(Extracted entries Opens)

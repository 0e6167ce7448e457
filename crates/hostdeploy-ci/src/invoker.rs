//! Deploy tool invocation.
//!
//! [`FirebaseCli`] runs `firebase-tools` through `npx` in the target's entry
//! point directory and captures its `--json` report. Classification of that
//! report into success or error happens in [`crate::classify`].

use std::path::Path;
use std::process::Stdio;
use std::time::Instant;

use async_trait::async_trait;
use hostdeploy_core::{DeployError, DeploymentTarget, Result};
use serde::{Deserialize, Serialize};
use tokio::process::Command;
use tracing::debug;

/// Value of `FIREBASE_DEPLOY_AGENT` reported to firebase-tools.
pub const DEPLOY_AGENT: &str = "action-hosting-deploy";

/// Loosely typed deploy tool report: either an `error` or a `result`.
#[derive(Debug, Clone, Default, Serialize, Deserialize, PartialEq)]
pub struct RawDeployOutput {
    #[serde(default)]
    pub status: Option<String>,

    #[serde(default)]
    pub error: Option<String>,

    #[serde(default)]
    pub result: Option<serde_json::Value>,

    /// Full stdout the report was parsed from.
    #[serde(skip)]
    pub text: String,
}

impl RawDeployOutput {
    /// Parse the JSON report from deploy tool stdout.
    ///
    /// The report is the last JSON object in the output; anything printed
    /// before it (npx install chatter, warnings) is ignored.
    pub fn parse(stdout: &str) -> Option<Self> {
        let trimmed = stdout.trim();
        if let Ok(mut parsed) = serde_json::from_str::<RawDeployOutput>(trimmed) {
            parsed.text = stdout.to_string();
            return Some(parsed);
        }

        let mut line_starts: Vec<usize> = trimmed
            .match_indices('\n')
            .map(|(idx, _)| idx + 1)
            .collect();
        line_starts.insert(0, 0);
        line_starts
            .into_iter()
            .rev()
            .filter(|start| trimmed[*start..].starts_with('{'))
            .find_map(|start| serde_json::from_str::<RawDeployOutput>(&trimmed[start..]).ok())
            .map(|mut parsed| {
                parsed.text = stdout.to_string();
                parsed
            })
    }

    pub fn from_error(message: impl Into<String>, text: impl Into<String>) -> Self {
        Self {
            status: Some("error".to_string()),
            error: Some(message.into()),
            result: None,
            text: text.into(),
        }
    }

    pub fn is_error(&self) -> bool {
        self.error.is_some() || self.status.as_deref() == Some("error")
    }
}

/// The external deploy operation, one call per target.
#[async_trait]
pub trait DeployInvoker: Send + Sync {
    async fn deploy_preview(
        &self,
        credentials: &Path,
        target: &DeploymentTarget,
    ) -> Result<RawDeployOutput>;

    async fn deploy_production(
        &self,
        credentials: &Path,
        target: &DeploymentTarget,
    ) -> Result<RawDeployOutput>;
}

/// Runs `npx firebase-tools@<version>`.
#[derive(Debug, Clone)]
pub struct FirebaseCli {
    /// Program and leading arguments placed before `firebase-tools@<version>`.
    launcher: Vec<String>,
}

impl Default for FirebaseCli {
    fn default() -> Self {
        Self {
            launcher: vec!["npx".to_string(), "--yes".to_string()],
        }
    }
}

impl FirebaseCli {
    pub fn new() -> Self {
        Self::default()
    }

    /// Use a different launcher than `npx --yes`.
    pub fn with_launcher(launcher: Vec<String>) -> Self {
        Self { launcher }
    }

    /// Arguments for `hosting:channel:deploy`.
    pub fn preview_args(target: &DeploymentTarget) -> Vec<String> {
        let config = &target.config;
        let mut args = vec![
            "hosting:channel:deploy".to_string(),
            config.channel_id.clone().unwrap_or_default(),
        ];
        if let Some(site) = &config.site_target {
            args.push("--only".to_string());
            args.push(site.clone());
        }
        if let Some(expires) = &config.expires {
            args.push("--expires".to_string());
            args.push(expires.clone());
        }
        args
    }

    /// Arguments for a live `deploy --only hosting[:<target>]`.
    pub fn production_args(target: &DeploymentTarget) -> Vec<String> {
        let only = match &target.config.site_target {
            Some(site) => format!("hosting:{site}"),
            None => "hosting".to_string(),
        };
        vec!["deploy".to_string(), "--only".to_string(), only]
    }

    /// Full command line, launcher included.
    pub fn command_line(&self, target: &DeploymentTarget, args: Vec<String>) -> Vec<String> {
        let mut command = self.launcher.clone();
        command.push(format!("firebase-tools@{}", target.config.tool_version));
        command.extend(args);
        if let Some(project) = &target.config.project_id {
            command.push("--project".to_string());
            command.push(project.clone());
        }
        command.push("--json".to_string());
        command
    }

    async fn exec(
        &self,
        credentials: &Path,
        target: &DeploymentTarget,
        args: Vec<String>,
    ) -> Result<RawDeployOutput> {
        let start = Instant::now();
        let command = self.command_line(target, args);
        let (exe, rest) = command
            .split_first()
            .ok_or_else(|| DeployError::Invocation("empty launcher command".to_string()))?;

        debug!(target = %target.name, command = ?command, "Spawning deploy tool");
        let output = Command::new(exe)
            .args(rest)
            .current_dir(&target.entry_point)
            .env("GOOGLE_APPLICATION_CREDENTIALS", credentials)
            .env("FIREBASE_DEPLOY_AGENT", DEPLOY_AGENT)
            .stdin(Stdio::null())
            .stdout(Stdio::piped())
            .stderr(Stdio::piped())
            .output()
            .await
            .map_err(|e| {
                DeployError::Invocation(format!(
                    "failed to run {} in {}: {}",
                    exe, target.entry_point, e
                ))
            })?;

        let stdout = String::from_utf8_lossy(&output.stdout).to_string();
        let stderr = String::from_utf8_lossy(&output.stderr).to_string();
        debug!(
            target = %target.name,
            exit_code = output.status.code().unwrap_or(-1),
            duration_ms = start.elapsed().as_millis() as u64,
            "Deploy tool exited"
        );

        match RawDeployOutput::parse(&stdout) {
            Some(parsed) => Ok(parsed),
            None if !output.status.success() => Err(DeployError::Invocation(format!(
                "firebase-tools exited with code {}: {}",
                output.status.code().unwrap_or(-1),
                last_lines(&stderr, 5)
            ))),
            None => Err(DeployError::UnexpectedOutput(format!(
                "no JSON report in firebase-tools output: {}",
                last_lines(&stdout, 5)
            ))),
        }
    }
}

#[async_trait]
impl DeployInvoker for FirebaseCli {
    async fn deploy_preview(
        &self,
        credentials: &Path,
        target: &DeploymentTarget,
    ) -> Result<RawDeployOutput> {
        self.exec(credentials, target, Self::preview_args(target)).await
    }

    async fn deploy_production(
        &self,
        credentials: &Path,
        target: &DeploymentTarget,
    ) -> Result<RawDeployOutput> {
        self.exec(credentials, target, Self::production_args(target)).await
    }
}

fn last_lines(text: &str, count: usize) -> String {
    let lines: Vec<&str> = text.trim().lines().collect();
    lines[lines.len().saturating_sub(count)..].join("\n")
}

#[cfg(test)]
mod tests {
    use super::*;
    use hostdeploy_core::DeployConfig;

    fn target() -> DeploymentTarget {
        DeploymentTarget::new(
            "app",
            ".",
            DeployConfig {
                project_id: Some("demo".to_string()),
                site_target: Some("docs".to_string()),
                channel_id: Some("pr5-login".to_string()),
                expires: Some("7d".to_string()),
                tool_version: "13.0.0".to_string(),
            },
        )
    }

    #[test]
    fn test_preview_command_line() {
        let t = target();
        let command = FirebaseCli::new().command_line(&t, FirebaseCli::preview_args(&t));
        assert_eq!(
            command,
            vec![
                "npx", "--yes", "firebase-tools@13.0.0", "hosting:channel:deploy", "pr5-login",
                "--only", "docs", "--expires", "7d", "--project", "demo", "--json",
            ]
        );
    }

    #[test]
    fn test_production_command_line() {
        let mut t = target();
        t.config.site_target = None;
        t.config.project_id = None;
        let command = FirebaseCli::new().command_line(&t, FirebaseCli::production_args(&t));
        assert_eq!(
            command,
            vec!["npx", "--yes", "firebase-tools@13.0.0", "deploy", "--only", "hosting", "--json"]
        );
    }

    #[test]
    fn test_production_args_with_target() {
        assert_eq!(
            FirebaseCli::production_args(&target()),
            vec!["deploy", "--only", "hosting:docs"]
        );
    }

    #[test]
    fn test_parse_plain_report() {
        let parsed = RawDeployOutput::parse(r#"{"status":"error","error":"quota exceeded"}"#)
            .expect("report");
        assert!(parsed.is_error());
        assert_eq!(parsed.error.as_deref(), Some("quota exceeded"));
    }

    #[test]
    fn test_parse_report_after_noise() {
        let stdout = "npm WARN exec The following package was not found\n{\n  \"status\": \"success\",\n  \"result\": {}\n}\n";
        let parsed = RawDeployOutput::parse(stdout).expect("report");
        assert!(!parsed.is_error());
        assert_eq!(parsed.status.as_deref(), Some("success"));
        assert_eq!(parsed.text, stdout);
    }

    #[test]
    fn test_parse_without_json() {
        assert!(RawDeployOutput::parse("Error: command not found").is_none());
        assert!(RawDeployOutput::parse("").is_none());
    }

    #[test]
    fn test_last_lines() {
        assert_eq!(last_lines("a\nb\nc\n", 2), "b\nc");
        assert_eq!(last_lines("only", 5), "only");
    }

    #[tokio::test]
    async fn test_exec_reads_report_from_launcher() {
        let dir = tempfile::tempdir().expect("tempdir");
        let script = dir.path().join("fake-firebase.sh");
        std::fs::write(
            &script,
            "echo \"args: $@\"\necho '{\"status\":\"success\",\"result\":{\"hosting\":\"sites/demo\"}}'\n",
        )
        .expect("write script");

        let cli = FirebaseCli::with_launcher(vec![
            "sh".to_string(),
            script.to_string_lossy().to_string(),
        ]);
        let mut t = target();
        t.entry_point = dir.path().to_string_lossy().to_string();

        let output = cli
            .deploy_production(Path::new("/tmp/creds.json"), &t)
            .await
            .expect("invoke");
        assert_eq!(output.status.as_deref(), Some("success"));
        assert!(output.text.contains("args: firebase-tools@13.0.0 deploy --only hosting:docs"));
    }

    #[tokio::test]
    async fn test_exec_failure_without_report() {
        let dir = tempfile::tempdir().expect("tempdir");
        let cli = FirebaseCli::with_launcher(vec!["false".to_string()]);
        let mut t = target();
        t.entry_point = dir.path().to_string_lossy().to_string();

        let err = cli
            .deploy_preview(Path::new("/tmp/creds.json"), &t)
            .await
            .unwrap_err();
        assert!(matches!(err, DeployError::Invocation(_)));
    }

    #[tokio::test]
    async fn test_exec_missing_entry_point() {
        let mut t = target();
        t.entry_point = "/definitely/not/a/dir".to_string();
        let err = FirebaseCli::with_launcher(vec!["true".to_string()])
            .deploy_preview(Path::new("/tmp/creds.json"), &t)
            .await
            .unwrap_err();
        assert!(err.to_string().contains("/definitely/not/a/dir"));
    }
}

(Extracted entries Closes)

-- What you will do --
Your output should be the listing's lines, exact and complete, from its first line to the line that contains "pub fn parse(stdout: &str)", inclusive.

-- Solution to this problem --
repository 0e6167ce7448e457
filename crates/hostdeploy-ci/src/invoker.rs
//! Deploy tool invocation.
//!
//! [`FirebaseCli`] runs `firebase-tools` through `npx` in the target's entry
//! point directory and captures its `--json` report. Classification of that
//! report into success or error happens in [`crate::classify`].

use std::path::Path;
use std::process::Stdio;
use std::time::Instant;

use async_trait::async_trait;
use hostdeploy_core::{DeployError, DeploymentTarget, Result};
use serde::{Deserialize, Serialize};
use tokio::process::Command;
use tracing::debug;

/// Value of `FIREBASE_DEPLOY_AGENT` reported to firebase-tools.
pub const DEPLOY_AGENT: &str = "action-hosting-deploy";

/// Loosely typed deploy tool report: either an `error` or a `result`.
#[derive(Debug, Clone, Default, Serialize, Deserialize, PartialEq)]
pub struct RawDeployOutput {
    #[serde(default)]
    pub status: Option<String>,

    #[serde(default)]
    pub error: Option<String>,

    #[serde(default)]
    pub result: Option<serde_json::Value>,

    /// Full stdout the report was parsed from.
    #[serde(skip)]
    pub text: String,
}

impl RawDeployOutput {
    /// Parse the JSON report from deploy tool stdout.
    ///
    /// The report is the last JSON object in the output; anything printed
    /// before it (npx install chatter, warnings) is ignored.
    pub fn parse(stdout: &str) -> Option<Self> {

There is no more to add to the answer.